[Opening Input section]

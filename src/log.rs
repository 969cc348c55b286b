use chrono::Local;
use std::sync::atomic::{AtomicU8, Ordering};

#[derive(Debug, Clone, Copy, PartialEq, Eq, PartialOrd, Ord)]
#[repr(u8)]
pub enum Level {
    Debug = 0,
    Info = 1,
    Warn = 2,
    Error = 3,
}

impl Level {
    /// 解析配置中的日志等级，无法识别时返回 None
    pub fn parse(s: &str) -> Option<Self> {
        match s.trim().to_ascii_lowercase().as_str() {
            "debug" => Some(Level::Debug),
            "info" => Some(Level::Info),
            "warn" | "warning" => Some(Level::Warn),
            "error" => Some(Level::Error),
            _ => None,
        }
    }
}

static MIN_LEVEL: AtomicU8 = AtomicU8::new(Level::Info as u8);

/// 设置全局最低输出等级
pub fn set_level(level: Level) {
    MIN_LEVEL.store(level as u8, Ordering::Relaxed);
}

pub fn enabled(level: Level) -> bool {
    level as u8 >= MIN_LEVEL.load(Ordering::Relaxed)
}

/// 统一日志输出函数
/// 格式: [Time] [LEVEL] [Target      ] Message
pub fn print(level: Level, target: &str, args: std::fmt::Arguments) {
    if !enabled(level) {
        return;
    }

    let now = Local::now().format("%H:%M:%S");

    // ANSI 颜色代码
    let gray = "\x1b[90m";
    let reset = "\x1b[0m";
    let cyan = "\x1b[36m";

    // Level 颜色与标签
    let (color, level_str) = match level {
        Level::Info => ("\x1b[32m", "INFO"),  // Green
        Level::Warn => ("\x1b[33m", "WARN"),  // Yellow
        Level::Error => ("\x1b[31m", "ERRO"), // Red
        Level::Debug => ("\x1b[34m", "DEBG"), // Blue
    };

    println!(
        "{}[{}] {}[{}] {} {}{}{} {}",
        gray,
        now,
        color,
        level_str,
        reset,
        cyan,
        format_args!("[{}]", target),
        reset,
        args
    );
}

#[macro_export]
macro_rules! info {
    (target: $target:expr, $($arg:tt)+) => (
        $crate::log::print($crate::log::Level::Info, $target, format_args!($($arg)+))
    );
    ($($arg:tt)+) => (
        $crate::log::print($crate::log::Level::Info, "System", format_args!($($arg)+))
    );
}

#[macro_export]
macro_rules! warn {
    (target: $target:expr, $($arg:tt)+) => (
        $crate::log::print($crate::log::Level::Warn, $target, format_args!($($arg)+))
    );
    ($($arg:tt)+) => (
        $crate::log::print($crate::log::Level::Warn, "System", format_args!($($arg)+))
    );
}

#[macro_export]
macro_rules! error {
    (target: $target:expr, $($arg:tt)+) => (
        $crate::log::print($crate::log::Level::Error, $target, format_args!($($arg)+))
    );
    ($($arg:tt)+) => (
        $crate::log::print($crate::log::Level::Error, "System", format_args!($($arg)+))
    );
}

#[macro_export]
macro_rules! debug {
    (target: $target:expr, $($arg:tt)+) => (
        $crate::log::print($crate::log::Level::Debug, $target, format_args!($($arg)+))
    );
    ($($arg:tt)+) => (
        $crate::log::print($crate::log::Level::Debug, "System", format_args!($($arg)+))
    );
}
use axum::Json;
use axum::extract::multipart::MultipartError;
use axum::extract::rejection::{JsonRejection, PathRejection, QueryRejection};
use axum::extract::{FromRequest, FromRequestParts, Path, Query, Request};
use axum::http::StatusCode;
use axum::http::request::Parts;
use axum::response::{IntoResponse, Response};
use sea_orm::DbErr;
use serde_json::{Value, json};
use std::fmt;

pub type ApiResult<T> = Result<T, ApiError>;

/// HTTP 层统一错误，序列化为 `{"success": false, "error": "..."}`
#[derive(Debug)]
pub enum ApiError {
    BadRequest(String),
    NotFound(String),
    /// 409，附带额外字段（例如 is_duplicate）
    Conflict(String, Value),
    Database(DbErr),
    Internal(anyhow::Error),
}

impl ApiError {
    pub fn bad_request(msg: impl Into<String>) -> Self {
        ApiError::BadRequest(msg.into())
    }

    pub fn not_found(msg: impl Into<String>) -> Self {
        ApiError::NotFound(msg.into())
    }

    fn status(&self) -> StatusCode {
        match self {
            ApiError::BadRequest(_) => StatusCode::BAD_REQUEST,
            ApiError::NotFound(_) => StatusCode::NOT_FOUND,
            ApiError::Conflict(..) => StatusCode::CONFLICT,
            ApiError::Database(_) | ApiError::Internal(_) => StatusCode::INTERNAL_SERVER_ERROR,
        }
    }
}

impl fmt::Display for ApiError {
    fn fmt(&self, f: &mut fmt::Formatter<'_>) -> fmt::Result {
        match self {
            ApiError::BadRequest(m) | ApiError::NotFound(m) | ApiError::Conflict(m, _) => {
                write!(f, "{}", m)
            }
            // 不向调用方暴露数据库细节
            ApiError::Database(_) => write!(f, "数据库错误"),
            ApiError::Internal(e) => write!(f, "{}", e),
        }
    }
}

impl std::error::Error for ApiError {}

impl From<DbErr> for ApiError {
    fn from(e: DbErr) -> Self {
        ApiError::Database(e)
    }
}

impl From<anyhow::Error> for ApiError {
    fn from(e: anyhow::Error) -> Self {
        ApiError::Internal(e)
    }
}

impl From<MultipartError> for ApiError {
    fn from(e: MultipartError) -> Self {
        ApiError::BadRequest(format!("表单解析失败: {}", e.body_text()))
    }
}

impl From<JsonRejection> for ApiError {
    fn from(e: JsonRejection) -> Self {
        ApiError::BadRequest(format!("请求参数无效: {}", e.body_text()))
    }
}

impl From<QueryRejection> for ApiError {
    fn from(e: QueryRejection) -> Self {
        ApiError::BadRequest(format!("查询参数无效: {}", e.body_text()))
    }
}

impl From<PathRejection> for ApiError {
    fn from(e: PathRejection) -> Self {
        ApiError::BadRequest(format!("路径参数无效: {}", e.body_text()))
    }
}

impl From<std::io::Error> for ApiError {
    fn from(e: std::io::Error) -> Self {
        ApiError::Internal(e.into())
    }
}

impl IntoResponse for ApiError {
    fn into_response(self) -> Response {
        match &self {
            ApiError::Database(e) => crate::error!(target: "Http", "数据库错误: {}", e),
            ApiError::Internal(e) => crate::error!(target: "Http", "内部错误: {:#}", e),
            _ => {}
        }

        let mut body = json!({
            "success": false,
            "error": self.to_string(),
        });
        if let (ApiError::Conflict(_, Value::Object(extra)), Value::Object(map)) =
            (&self, &mut body)
        {
            for (k, v) in extra {
                map.insert(k.clone(), v.clone());
            }
        }

        (self.status(), Json(body)).into_response()
    }
}

// ===== 提取器 =====
//
// 与 axum 自带的 Json / Query / Path 相同，解析失败时返回 ApiError

/// JSON 请求体
#[derive(Debug, Clone, Copy, Default)]
pub struct ApiJson<T>(pub T);

impl<S, T> FromRequest<S> for ApiJson<T>
where
    Json<T>: FromRequest<S, Rejection = JsonRejection>,
    S: Send + Sync,
{
    type Rejection = ApiError;

    async fn from_request(req: Request, state: &S) -> Result<Self, Self::Rejection> {
        let Json(value) = Json::<T>::from_request(req, state).await?;
        Ok(ApiJson(value))
    }
}

#[derive(Debug, Clone, Copy, Default)]
pub struct ApiQuery<T>(pub T);

impl<S, T> FromRequestParts<S> for ApiQuery<T>
where
    Query<T>: FromRequestParts<S, Rejection = QueryRejection>,
    S: Send + Sync,
{
    type Rejection = ApiError;

    async fn from_request_parts(parts: &mut Parts, state: &S) -> Result<Self, Self::Rejection> {
        let Query(value) = Query::<T>::from_request_parts(parts, state).await?;
        Ok(ApiQuery(value))
    }
}

#[derive(Debug, Clone, Copy, Default)]
pub struct ApiPath<T>(pub T);

impl<S, T> FromRequestParts<S> for ApiPath<T>
where
    Path<T>: FromRequestParts<S, Rejection = PathRejection>,
    S: Send + Sync,
{
    type Rejection = ApiError;

    async fn from_request_parts(parts: &mut Parts, state: &S) -> Result<Self, Self::Rejection> {
        let Path(value) = Path::<T>::from_request_parts(parts, state).await?;
        Ok(ApiPath(value))
    }
}

#[cfg(test)]
mod tests {
    use super::*;
    use axum::body::Body;
    use axum::http::header;
    use serde::Deserialize;

    #[derive(Debug, Deserialize)]
    struct Point {
        x: i32,
        #[allow(dead_code)]
        y: i32,
    }

    #[derive(Debug, Deserialize)]
    struct Named {
        name: String,
    }

    async fn body_json(resp: Response) -> Value {
        let bytes = axum::body::to_bytes(resp.into_body(), usize::MAX).await.unwrap();
        serde_json::from_slice(&bytes).unwrap()
    }

    fn json_request(body: &'static str) -> Request {
        axum::http::Request::builder()
            .method("POST")
            .uri("/")
            .header(header::CONTENT_TYPE, "application/json")
            .body(Body::from(body))
            .unwrap()
    }

    #[tokio::test]
    async fn missing_json_field_is_a_structured_bad_request() {
        let err = ApiJson::<Point>::from_request(json_request(r#"{"y": 1}"#), &())
            .await
            .err()
            .unwrap();
        let resp = err.into_response();
        assert_eq!(resp.status(), StatusCode::BAD_REQUEST);
        let content_type = resp.headers()[header::CONTENT_TYPE].to_str().unwrap().to_string();
        assert!(content_type.starts_with("application/json"));

        let body = body_json(resp).await;
        assert_eq!(body["success"], json!(false));
        let msg = body["error"].as_str().unwrap();
        assert!(msg.starts_with("请求参数无效"));
        assert!(msg.contains('x'));
    }

    #[tokio::test]
    async fn malformed_json_is_a_bad_request() {
        let err = ApiJson::<Point>::from_request(json_request("{not json"), &())
            .await
            .err()
            .unwrap();
        assert_eq!(err.status(), StatusCode::BAD_REQUEST);

        let req = json_request(r#"{"x": 3, "y": 4}"#);
        let ApiJson(point) = ApiJson::<Point>::from_request(req, &()).await.unwrap();
        assert_eq!(point.x, 3);
    }

    #[tokio::test]
    async fn missing_query_field_is_a_bad_request() {
        let (mut parts, _) = axum::http::Request::builder()
            .uri("/history?other=1")
            .body(())
            .unwrap()
            .into_parts();
        let err = ApiQuery::<Named>::from_request_parts(&mut parts, &())
            .await
            .err()
            .unwrap();
        assert_eq!(err.status(), StatusCode::BAD_REQUEST);
        assert_eq!(body_json(err.into_response()).await["success"], json!(false));

        let (mut parts, _) = axum::http::Request::builder()
            .uri("/history?name=%E7%94%B2")
            .body(())
            .unwrap()
            .into_parts();
        let ApiQuery(named) = ApiQuery::<Named>::from_request_parts(&mut parts, &())
            .await
            .unwrap();
        assert_eq!(named.name, "甲");
    }

    #[test]
    fn database_errors_are_reported_generically() {
        let err = ApiError::from(DbErr::Custom("disk I/O error".to_string()));
        assert_eq!(err.to_string(), "数据库错误");
        assert_eq!(err.status(), StatusCode::INTERNAL_SERVER_ERROR);
    }

    #[test]
    fn status_codes_follow_variant() {
        assert_eq!(ApiError::bad_request("x").status(), StatusCode::BAD_REQUEST);
        assert_eq!(ApiError::not_found("x").status(), StatusCode::NOT_FOUND);
        assert_eq!(
            ApiError::Conflict("dup".into(), json!({"is_duplicate": true})).status(),
            StatusCode::CONFLICT
        );
    }
}
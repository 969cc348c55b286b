//! 同盟对比图
//!
//! 一次对比生成一张 "全盟" 卡片，再为每个已分组的组各生成一张。

pub mod card;
pub mod font;
pub mod idiom;

use anyhow::{Context, Result};
use chrono::{NaiveDateTime, Timelike};
use image::RgbaImage;
use rand::Rng;
use rand::seq::IndexedRandom;
use std::path::PathBuf;

use self::card::CardSpec;
use self::idiom::Idiom;
use crate::alliance::diff::{DiffRow, Group};
use crate::config::{AppConfig, ReportConfig};
use crate::{debug, info};

pub const ALL_MEMBERS: &str = "全盟";

const SHICHEN: [&str; 12] = [
    "子", "丑", "寅", "卯", "辰", "巳", "午", "未", "申", "酉", "戌", "亥",
];

/// `2024年05月01日 午时`
pub fn format_shichen(at: NaiveDateTime) -> String {
    let idx = ((at.hour() + 1) / 2) % 12;
    format!("{} {}时", at.format("%Y年%m月%d日"), SHICHEN[idx as usize])
}

/// 一张卡片的内容
#[derive(Debug, Clone, PartialEq, Eq)]
pub struct Page<'a> {
    /// 用于文件名与接口返回
    pub group: String,
    /// 卡片标题中的名称
    pub label: String,
    pub rows: Vec<&'a DiffRow>,
}

/// 全盟在前，其余按组名升序；未分组成员只出现在全盟卡片中
pub fn build_pages(rows: &[DiffRow]) -> Vec<Page<'_>> {
    let mut groups: Vec<&Group> = rows.iter().map(|r| &r.group).filter(|g| g.is_assigned()).collect();
    groups.sort();
    groups.dedup();

    let mut pages = Vec::with_capacity(groups.len() + 1);
    pages.push(Page {
        group: ALL_MEMBERS.to_string(),
        label: ALL_MEMBERS.to_string(),
        rows: rows.iter().collect(),
    });
    for group in groups {
        pages.push(Page {
            group: group.label().to_string(),
            label: format!("{} 组", group.label()),
            rows: rows.iter().filter(|r| &r.group == group).collect(),
        });
    }

    pages.retain(|p| !p.rows.is_empty());
    for page in &mut pages {
        page.rows.sort_by(|a, b| b.diff.cmp(&a.diff));
    }
    pages
}

/// 组名中的路径分隔符替换为下划线
fn safe_group(group: &str) -> String {
    group.replace(['/', '\\'], "_")
}

#[derive(Debug, Clone)]
pub struct ComparisonReport {
    pub rows: Vec<DiffRow>,
    pub early: NaiveDateTime,
    pub late: NaiveDateTime,
    pub metric_key: String,
    pub metric_label: String,
}

#[derive(Debug, Clone, PartialEq, Eq)]
pub struct RenderedImage {
    pub group: String,
    pub filename: String,
}

pub struct ReportRenderer {
    font_family: &'static str,
    idioms: Vec<Idiom>,
    config: ReportConfig,
    output_dir: PathBuf,
    asset_dir: PathBuf,
}

impl ReportRenderer {
    pub fn new(config: &AppConfig) -> Self {
        let asset_dir = config.paths.asset_dir();
        let idioms = idiom::load_idioms(&asset_dir.join("idioms100.json"));
        debug!(target: "Report", "已加载 {} 条成语", idioms.len());

        Self {
            font_family: font::ensure_registered(&config.report),
            idioms,
            config: config.report.clone(),
            output_dir: config.paths.generated_dir(),
            asset_dir,
        }
    }

    fn load_header(&self) -> RgbaImage {
        let path = self.asset_dir.join("header.jpg");
        let source = match image::open(&path) {
            Ok(img) => Some(img.to_rgba8()),
            Err(e) => {
                debug!(target: "Report", "头图不可用 {:?}: {}，使用占位图", path, e);
                None
            }
        };
        card::prepare_header(source, self.config.width)
    }

    /// 同步绘制并写盘，调用方应放在阻塞线程中执行
    pub fn render(&self, report: &ComparisonReport) -> Result<Vec<RenderedImage>> {
        let pages = build_pages(&report.rows);
        if pages.is_empty() {
            return Ok(Vec::new());
        }

        std::fs::create_dir_all(&self.output_dir)
            .with_context(|| format!("无法创建输出目录 {:?}", self.output_dir))?;

        let header = self.load_header();
        let threshold = self.config.threshold(&report.metric_key);
        let period = format!(
            "{} → {}",
            format_shichen(report.early),
            format_shichen(report.late)
        );
        let stamp = chrono::Local::now().format("%H%M%S");
        let mut rng = rand::rng();

        let mut images = Vec::with_capacity(pages.len());
        for page in &pages {
            let title = format!("{} 丨 {}", page.label, period);
            let spec = CardSpec {
                header: &header,
                font_family: self.font_family,
                title: &title,
                metric_label: &report.metric_label,
                rows: &page.rows,
                threshold,
                idiom: self.idioms.choose(&mut rng),
            };
            let canvas = card::draw(&spec).with_context(|| format!("绘制 {} 失败", page.group))?;

            let token: u32 = rng.random::<u32>() & 0xff_ffff;
            let filename = format!(
                "compare_{}_{}_{:06x}.png",
                safe_group(&page.group),
                stamp,
                token
            );
            let path = self.output_dir.join(&filename);
            canvas
                .save(&path)
                .with_context(|| format!("保存对比图失败: {:?}", path))?;

            images.push(RenderedImage {
                group: page.group.clone(),
                filename,
            });
        }

        info!(
            target: "Report",
            "生成 {} 张{}对比图",
            images.len(),
            report.metric_label
        );
        Ok(images)
    }
}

[Closing Input section]

*Task instructions*. Where a line of the material holds the word "System", copy that line.

*Solution for this exercise*.
        $crate::log::print($crate::log::Level::Info, "System", format_args!($($arg)+))
        $crate::log::print($crate::log::Level::Warn, "System", format_args!($($arg)+))
        $crate::log::print($crate::log::Level::Error, "System", format_args!($($arg)+))
        $crate::log::print($crate::log::Level::Debug, "System", format_args!($($arg)+))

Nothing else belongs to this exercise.